Dear Forest, With Love
If you thought Durga Devi would stop her plantation drive after having already planted half a million trees, think again. Durga, under whose watch the Department of Forest spearheaded its forest conservation efforts, has returned with a new aim. This time with SOIR-IM’s partner Mount Valley Development Association.
Ask any resident of Kandial village about Durga Devi they would immediately respond in strong phrases like ‘leader’ or ‘shield’. It has been 24 years since Durga Devi waged an ideological fight with the department, the same authority which later appreciated her zeal and gave her an honorary job to save forests.
Back in 1995, Durga Devi re-kindled a very important question – how does non-timber products have multi-use benefit specifically for women in the villages and how does it generate employment for the women?

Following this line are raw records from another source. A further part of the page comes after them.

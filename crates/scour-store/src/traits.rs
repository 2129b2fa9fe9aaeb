//! Core traits for talking to key-value drives.

use std::sync::Arc;

use bytes::Bytes;
use scour_types::Device;

use crate::error::StoreError;

/// A connection to one key-value drive.
///
/// Keys are ordered byte-wise. All implementations must be `Send + Sync` for
/// use across async tasks; values are passed as [`Bytes`] so chunk payloads
/// can be streamed without copying.
#[async_trait::async_trait]
pub trait KeyValueStore: Send + Sync {
    /// Retrieve a value. Returns `None` if the key does not exist.
    async fn get(&self, key: &str) -> Result<Option<Bytes>, StoreError>;

    /// Store a value, replacing any existing one.
    async fn put(&self, key: &str, value: Bytes) -> Result<(), StoreError>;

    /// Delete a key. Returns `false` if it did not exist.
    async fn delete(&self, key: &str) -> Result<bool, StoreError>;

    /// Move a value to a new key. Returns `false` if `from` did not exist.
    async fn rename(&self, from: &str, to: &str) -> Result<bool, StoreError>;

    /// List up to `max_keys` keys in `[start, end)` in ascending order.
    ///
    /// With `start_inclusive == false` the range becomes `(start, end)`,
    /// which is how callers page past the last key they have seen.
    async fn get_key_range(
        &self,
        start: &str,
        end: &str,
        start_inclusive: bool,
        max_keys: usize,
    ) -> Result<Vec<String>, StoreError>;
}

/// Establishes connections to drives.
#[async_trait::async_trait]
pub trait Connector: Send + Sync {
    /// Open a connection to `device`.
    async fn connect(&self, device: &Device) -> Result<Arc<dyn KeyValueStore>, StoreError>;
}

/// Shared range filter used by the in-tree backends.
pub(crate) fn in_range(key: &str, start: &str, end: &str, start_inclusive: bool) -> bool {
    let after_start = if start_inclusive {
        key >= start
    } else {
        key > start
    };
    after_start && key < end
}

Forest woods in her village were being cut illegally and it was against this backdrop of deforestation that 35-year-old Durga started her activism.
“That was my first fight with the forest department when they failed to answer why were they felling so many trees. I was threatened that I’ll be charged with sections or jailed. But I was not afraid. I knew I was fighting for a good cause and I knew I was right about it. Finally, the department accepted that the trees were cut for illegal timber. That is when a senior official from the same department saw my love for trees and encouraged me to lead their plantation drive across the region,” says Durya Devi, now 60 years old.
Women have always been at the forefronts of forest movement. In the 1970s, the Chipko movement across Uttar Pradesh shaped community forest management in India, and women stood with trees and hugged those to protect them from felling by the timber industry. It is women who are affected the most by forest products.
Durga further puts more light on women’s dependence on forest products for survival: “Most men have migrated from the villages leaving women and their children behind. The burden of responsibility falls on the shoulder of women. Forest is where she reaches out for all kinds of support. She gets fuel, fodder for livestock, food security, nutritional supplies and employment opportunities by selling forest essentials. If they cut forest at this rate, women will suffer the most.”
This is her second coming as a leader with SOIR-IM’s partner Mount Valley Development Association (MVDA) roped her in their programme Van Priya (Forest Our Love). Bringing women closer to government schemes that can fetch them income and employment through forest conservation, Durga Devi believes that ‘Non-timber forest products’ is a sector that offers great promise for women, but to enhance the effectiveness of poverty reduction programmes, opportunities for the greater involvement of women are essential.
“In the programme, we link our woman Self Help Group member with forest department schemes and encourage her to start her own nursery land that guarantees purchase and sale of saplings by the government. In return she is achieving three goals: she is planting more trees, generating employment and replenishing non-timber products nearby her house for which she had to walk kilometres to fetch. We encourage women to specifically plant near water sources and springs to increase their role in water conservation and recharge of resources,” she says.